The winner for me is the Shipwreck Stout. It definitely made the trip worthwhile: it's one of the tastiest and smoothest stouts I have ever had the pleasure of imbibing. The description on the menu is fairly apt: "Fat and chewy oatmeal stout with a sweet silky finish." I'm not sure that it's chewy, but it is a full-bodied beer that ends up feeling incredibly light and, yes, silky by the time you swallow. So well balanced! It's chocolate-y and slightly sweet, but not to the point of being a dessert beer. One of the things that often turns me off about stouts is that I have difficulty finishing even one pint because they are so heavy. The Shipwreck Stout is light enough that you can eat a meal and have your beer without risking explosion of the innards. It is absolutely worth the trip to the Outer Banks Brewing Station just to try the stout.

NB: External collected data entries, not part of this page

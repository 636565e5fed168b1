//! Products, stock locks and membership plans.

use std::sync::Arc;

use ironhouse_core::{ChangeKind, PlanId, ProductId, UserId};
use reqwest::Method;
use tracing::instrument;

use super::cache::{CacheKey, CacheValue};
use super::types::{
    AccessToken, LockRequest, MembershipPlan, PlanInput, Product, ProductInput, StockLock,
};
use super::{BackendError, GymApiClient};

impl GymApiClient {
    // =========================================================================
    // Products
    // =========================================================================

    /// All products, active or not. Cached.
    ///
    /// # Errors
    ///
    /// Returns an error if the request fails.
    #[instrument(skip(self))]
    pub async fn get_products(&self) -> Result<Arc<Vec<Product>>, BackendError> {
        if let Some(CacheValue::Products(products)) = self.cached(&CacheKey::Products).await {
            tracing::debug!("Cache hit for products");
            return Ok(products);
        }

        let products: Arc<Vec<Product>> =
            Arc::new(self.get_json(&["api", "products", "AllProducts"], None).await?);
        self.remember(CacheKey::Products, CacheValue::Products(Arc::clone(&products)))
            .await;
        Ok(products)
    }

    /// A single product. Cached.
    ///
    /// # Errors
    ///
    /// Returns `BackendError::NotFound` for unknown IDs.
    #[instrument(skip(self), fields(product_id = %id))]
    pub async fn get_product(&self, id: &ProductId) -> Result<Product, BackendError> {
        let key = CacheKey::Product(id.clone());
        if let Some(CacheValue::Product(product)) = self.cached(&key).await {
            tracing::debug!("Cache hit for product");
            return Ok(*product);
        }

        let product: Product = self
            .get_json(&["api", "products", id.as_str()], None)
            .await?;
        self.remember(key, CacheValue::Product(Box::new(product.clone())))
            .await;
        Ok(product)
    }

    /// A product with fresh stock, bypassing the cache.
    ///
    /// # Errors
    ///
    /// Returns `BackendError::NotFound` for unknown IDs.
    #[instrument(skip(self), fields(product_id = %id))]
    pub async fn get_product_fresh(&self, id: &ProductId) -> Result<Product, BackendError> {
        let product: Product = self
            .get_json(&["api", "products", id.as_str()], None)
            .await?;
        self.remember(
            CacheKey::Product(id.clone()),
            CacheValue::Product(Box::new(product.clone())),
        )
        .await;
        Ok(product)
    }

    /// # Errors
    ///
    /// Returns an error if the backend rejects the product.
    #[instrument(skip(self, token, input), fields(name = %input.name))]
    pub async fn create_product(
        &self,
        token: &AccessToken,
        input: &ProductInput,
    ) -> Result<Product, BackendError> {
        let product = self
            .send_json(Method::POST, &["api", "products"], Some(token), input)
            .await?;
        self.apply_change(ChangeKind::ProductChanges);
        Ok(product)
    }

    /// # Errors
    ///
    /// Returns an error if the backend rejects the update.
    #[instrument(skip(self, token, input), fields(product_id = %id))]
    pub async fn update_product(
        &self,
        token: &AccessToken,
        id: &ProductId,
        input: &ProductInput,
    ) -> Result<Product, BackendError> {
        let product = self
            .send_json(Method::PUT, &["api", "products", id.as_str()], Some(token), input)
            .await?;
        self.apply_change(ChangeKind::ProductChanges);
        Ok(product)
    }

    /// # Errors
    ///
    /// Returns an error if the product cannot be deleted.
    #[instrument(skip(self, token), fields(product_id = %id))]
    pub async fn delete_product(
        &self,
        token: &AccessToken,
        id: &ProductId,
    ) -> Result<(), BackendError> {
        self.send_unit(
            Method::DELETE,
            &["api", "products", id.as_str()],
            Some(token),
            None::<&()>,
        )
        .await?;
        self.apply_change(ChangeKind::ProductChanges);
        Ok(())
    }

    // =========================================================================
    // Stock locks
    // =========================================================================

    /// Reserve `quantity` units of a product for a pending payment.
    ///
    /// # Errors
    ///
    /// Returns `Conflict` or `Rejected` when stock cannot be reserved.
    #[instrument(skip(self, token), fields(user_id = %user_id, product_id = %product_id))]
    pub async fn lock_stock(
        &self,
        token: &AccessToken,
        user_id: &UserId,
        product_id: &ProductId,
        quantity: u32,
    ) -> Result<StockLock, BackendError> {
        self.send_json(
            Method::POST,
            &["api", "products", "LockStock", product_id.as_str()],
            Some(token),
            &LockRequest { user_id, quantity },
        )
        .await
    }

    /// Release a reservation made by [`Self::lock_stock`].
    ///
    /// # Errors
    ///
    /// Returns an error if the backend could not release the lock.
    #[instrument(skip(self, token), fields(user_id = %user_id, product_id = %product_id))]
    pub async fn release_lock(
        &self,
        token: &AccessToken,
        user_id: &UserId,
        product_id: &ProductId,
        quantity: u32,
    ) -> Result<(), BackendError> {
        self.send_unit(
            Method::POST,
            &["api", "products", "ReleaseLock", product_id.as_str()],
            Some(token),
            Some(&LockRequest { user_id, quantity }),
        )
        .await
    }

    // =========================================================================
    // Membership plans
    // =========================================================================

    /// All membership plans. Cached.
    ///
    /// # Errors
    ///
    /// Returns an error if the request fails.
    #[instrument(skip(self))]
    pub async fn get_plans(&self) -> Result<Arc<Vec<MembershipPlan>>, BackendError> {
        if let Some(CacheValue::Plans(plans)) = self.cached(&CacheKey::Plans).await {
            return Ok(plans);
        }

        let plans: Arc<Vec<MembershipPlan>> =
            Arc::new(self.get_json(&["api", "MembershipPlans"], None).await?);
        self.remember(CacheKey::Plans, CacheValue::Plans(Arc::clone(&plans)))
            .await;
        Ok(plans)
    }

    /// A single plan. Cached.
    ///
    /// # Errors
    ///
    /// Returns `BackendError::NotFound` for unknown IDs.
    #[instrument(skip(self), fields(plan_id = %id))]
    pub async fn get_plan(&self, id: &PlanId) -> Result<MembershipPlan, BackendError> {
        let key = CacheKey::Plan(id.clone());
        if let Some(CacheValue::Plan(plan)) = self.cached(&key).await {
            return Ok(*plan);
        }

        let plan: MembershipPlan = self
            .get_json(&["api", "MembershipPlans", id.as_str()], None)
            .await?;
        self.remember(key, CacheValue::Plan(Box::new(plan.clone())))
            .await;
        Ok(plan)
    }

    /// # Errors
    ///
    /// Returns an error if the backend rejects the plan.
    #[instrument(skip(self, token, input), fields(name = %input.name))]
    pub async fn create_plan(
        &self,
        token: &AccessToken,
        input: &PlanInput,
    ) -> Result<MembershipPlan, BackendError> {
        let plan = self
            .send_json(Method::POST, &["api", "MembershipPlans"], Some(token), input)
            .await?;
        self.apply_change(ChangeKind::MembershipPlanChanges);
        Ok(plan)
    }

    /// # Errors
    ///
    /// Returns an error if the backend rejects the update.
    #[instrument(skip(self, token, input), fields(plan_id = %id))]
    pub async fn update_plan(
        &self,
        token: &AccessToken,
        id: &PlanId,
        input: &PlanInput,
    ) -> Result<MembershipPlan, BackendError> {
        let plan = self
            .send_json(
                Method::PUT,
                &["api", "MembershipPlans", id.as_str()],
                Some(token),
                input,
            )
            .await?;
        self.apply_change(ChangeKind::MembershipPlanChanges);
        Ok(plan)
    }

    /// # Errors
    ///
    /// Returns an error if the plan cannot be deleted.
    #[instrument(skip(self, token), fields(plan_id = %id))]
    pub async fn delete_plan(&self, token: &AccessToken, id: &PlanId) -> Result<(), BackendError> {
        self.send_unit(
            Method::DELETE,
            &["api", "MembershipPlans", id.as_str()],
            Some(token),
            None::<&()>,
        )
        .await?;
        self.apply_change(ChangeKind::MembershipPlanChanges);
        Ok(())
    }
}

Karl also tried a pint of the Hefeweizen, which was alright. The waitress served it in a very tall hefeweizen glass with a slice of orange for garnish. Though the presentation was lovely, the beer had a little TOO strong of a banana flavor for my tastes. If you want the best brew pub hefeweizen, you should try the Church Brew Works' Heavenly Hefeweizen: I swear that it is like drinking a refreshing banana split (pineapple, strawberries, and nuts included) in a glass.